Peter, I saw a program on AMC or PBS a few years ago where very old people were interviewed about their memories of attending movies, with details about mostly silent movies. Interesting show, I'd like to see it again, but I wonder how reliable their memories of things are, just look at our own "What is this Movie?" topics.London After Midnight was mentioned by a few of the people interviewed for the show, probably due its "lost" status. The funny thing was most of the people who said they actually saw it, said it was pretty mediocre.

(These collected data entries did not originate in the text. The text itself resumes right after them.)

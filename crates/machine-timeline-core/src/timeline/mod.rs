//! Machine timeline primitives.
//!
//! This module provides:
//! - Half-open time ranges with an optionally open end
//! - Slot records and the attributes of each slot kind
//! - The interval partition keeping one machine's slots gap- and overlap-free

mod partition;
mod range;
mod slot;

pub use partition::Partition;
pub use range::{cmp_end, TimeRange};
pub use slot::{
    KindAttributes, ManualReason, ObservationAttrs, OperationAttrs, ReasonAttrs, ReasonInput,
    ReasonOutcome, Slot, SlotAttributes, SlotChange, SlotKind,
};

The superhero comedy The Specials seems to have a cult following, and yet is considered hard to find (DVD copies once went for a pretty penny online) and rarely seen, certainly overshadowed by Mystery Men. Fans of TS seem to actively hate MM, from what I've seen online. Yet, I've seen TS on TV at least once, and have seen DVD copies for sale (one used about a year ago) and a new unopened one at a Family Dollar store the other day. I need to see if people are still paying inflated prices for it, might be worth picking up to make a few bucks if so.
blah blah stuff blah blah obscure pop culture reference blah blah clever turn of phrase blah blah bad pun blah blah bad link blah blah zzzz.....

nycalling

http://www.imdb.com/title/tt0068451/
The Day the clown cried
only known version apparently exists in Jerry Lewis' vault......
Supposedly Harry Shearer of 'The Simpsons' and 'Spinal Tap' fame saw it and said it was the funniest thing
he'd ever seen (unintentionally funny)
I would also add Blood Freak, Heartbeat in the Brain, The Asphyx and The Great Hollywood Rape Slaughter

Dr. Whom

Wow! Somebody else liked Spice World. I'm not alone!
"Once you get past a certain threshold, everyone's problems are the same: fortifying your island and hiding the heat signature from your fusion reactor."

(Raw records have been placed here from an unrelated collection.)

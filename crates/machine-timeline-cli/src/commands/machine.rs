use clap::Subcommand;
use machine_timeline_core::storage::Database;
use machine_timeline_core::Machine;

use super::print_json;

#[derive(Subcommand)]
pub enum MachineAction {
    /// Register or rename a machine
    Add {
        /// Machine id
        id: i64,
        /// Display name
        name: String,
    },
    /// List machines
    List,
    /// List the mode catalog
    Modes,
}

pub fn run(action: MachineAction) -> Result<(), Box<dyn std::error::Error>> {
    let db = Database::open()?;

    match action {
        MachineAction::Add { id, name } => {
            let machine = Machine { id, name };
            db.upsert_machine(&machine)?;
            print_json(&machine)?;
        }
        MachineAction::List => {
            print_json(&db.list_machines()?)?;
        }
        MachineAction::Modes => {
            let catalog = db.mode_catalog()?;
            let modes: Vec<_> = catalog.iter().collect();
            print_json(&modes)?;
        }
    }
    Ok(())
}
//! Decision extensions and their ordered registry.

use thiserror::Error;

use crate::model::{MachineMode, ProductionState};
use crate::timeline::{ReasonInput, TimeRange};

/// What an extension sees when asked about one reason slot.
#[derive(Debug, Clone, Copy)]
pub struct DecisionContext<'a> {
    pub machine_id: i64,
    pub range: &'a TimeRange,
    pub mode: &'a MachineMode,
    pub input: &'a ReasonInput,
    /// Inputs of the slot ending where this one begins.
    pub previous: Option<&'a ReasonInput>,
    /// Inputs of the slot beginning where this one ends.
    pub next: Option<&'a ReasonInput>,
}

impl DecisionContext<'_> {
    pub fn observation_state(&self) -> Option<&str> {
        self.input.observation_state.as_deref()
    }
}

/// A reason proposed by an extension.
#[derive(Debug, Clone, PartialEq)]
pub struct Proposal {
    pub reason: String,
    pub production_state: ProductionState,
    pub score: f64,
    /// The reason was derived automatically from machine data.
    pub auto: bool,
}

#[derive(Error, Debug, Clone, PartialEq)]
#[error("{0}")]
pub struct ExtensionError(pub String);

/// Every reason decision extension implements this trait.
/// Extensions are resolved once at start-up and asked in registration order.
pub trait ReasonExtension: Send + Sync {
    /// Unique identifier, used in logs and errors.
    fn name(&self) -> &str;

    /// Propose a reason for the slot, or abstain with `Ok(None)`.
    fn try_propose(&self, ctx: &DecisionContext<'_>) -> Result<Option<Proposal>, ExtensionError>;

    /// Called before a batch of slots is consolidated.
    fn start_batch(&self) {}

    /// Called after a batch of slots is consolidated.
    fn end_batch(&self) {}
}

/// Winning proposal with the extension that made it.
#[derive(Debug, Clone, PartialEq)]
pub struct Decision {
    pub extension: String,
    pub proposal: Proposal,
}

/// Failure of one extension on one slot.
#[derive(Debug, Clone, PartialEq)]
pub struct DecisionFailure {
    pub extension: String,
    pub error: ExtensionError,
}

#[derive(Default)]
pub struct ExtensionRegistry {
    extensions: Vec<Box<dyn ReasonExtension>>,
}

impl ExtensionRegistry {
    pub fn new() -> Self {
        Self::default()
    }

    pub fn register(&mut self, extension: Box<dyn ReasonExtension>) {
        self.extensions.push(extension);
    }

    pub fn with(mut self, extension: impl ReasonExtension + 'static) -> Self {
        self.register(Box::new(extension));
        self
    }

    pub fn len(&self) -> usize {
        self.extensions.len()
    }

    pub fn is_empty(&self) -> bool {
        self.extensions.is_empty()
    }

    pub fn names(&self) -> Vec<&str> {
        self.extensions.iter().map(|e| e.name()).collect()
    }

    pub fn start_batch(&self) {
        for extension in &self.extensions {
            extension.start_batch();
        }
    }

    pub fn end_batch(&self) {
        for extension in &self.extensions {
            extension.end_batch();
        }
    }

    /// Highest-scoring proposal; on equal scores the extension registered
    /// first wins. The first failing extension aborts the decision.
    pub fn decide(&self, ctx: &DecisionContext<'_>) -> Result<Option<Decision>, DecisionFailure> {
        let mut best: Option<Decision> = None;
        for extension in &self.extensions {
            let proposal = extension
                .try_propose(ctx)
                .map_err(|error| DecisionFailure {
                    extension: extension.name().to_string(),
                    error,
                })?;
            let Some(proposal) = proposal else {
                continue;
            };
            let better = best
                .as_ref()
                .map_or(true, |current| proposal.score > current.proposal.score);
            if better {
                best = Some(Decision {
                    extension: extension.name().to_string(),
                    proposal,
                });
            }
        }
        Ok(best)
    }
}

impl std::fmt::Debug for ExtensionRegistry {
    fn fmt(&self, f: &mut std::fmt::Formatter<'_>) -> std::fmt::Result {
        f.debug_struct("ExtensionRegistry")
            .field("extensions", &self.names())
            .finish()
    }
}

Wenn ist das Nunstück git und Slotermeyer? Ja! ... Beiherhund das Oder die Flipperwaldt gersput.

dean


Don't laugh, Spice World isn't actually that horrible.  I had the pleasure of playing a clip from that movie, as well as Glitter and Crossroads as part of my "Musicals" subject tutorial presentation.  So bad yet so good, they are a B-movie genre onto themselves [pop starlet gone into film]

I especially recommend Glitter: It's so awful you just cannot help but enjoy every 'fade to white' moment in it...
------------The password will be: Llanfairpwllgwyngyllgogerychwyrndrobwllllantysiliogogogoch

nycalling


RCMerchant

 CAN"T STOP the MUSIC: Isn't that the terrifying movie with the Village People and Bruce Jenner? Or was it Mark Spitz? All I know is,I woke up in the middle of the night half drunk...and it was in the middle of the Village People running around like flaming idiots...!Truly bizzare! Not cool. :bluesad:
Supernatural?...perhaps. Baloney?...Perhaps not!" Bela Lugosi-the BLACK CAT (1934)
Interviewer-"Does Dracula ever end for you?
Lugosi-"No. Dracula-never ends."
Slobber, Drool, Drip!
https://www.tumblr.com/ronmerchant

BTB

ARegarding the Village People I have to refer to this great gem about a small australian Village, where a sailor, an Indianand a biker are found murdered and the sole policeman has to fear for his life.

http://www.imdb.com/title/tt0303251/

You can't stop the murders

and honestly if you would trust an anonym person with the face of Bill Murray in his Avatar you should watch this movie. One of my eternal favorites.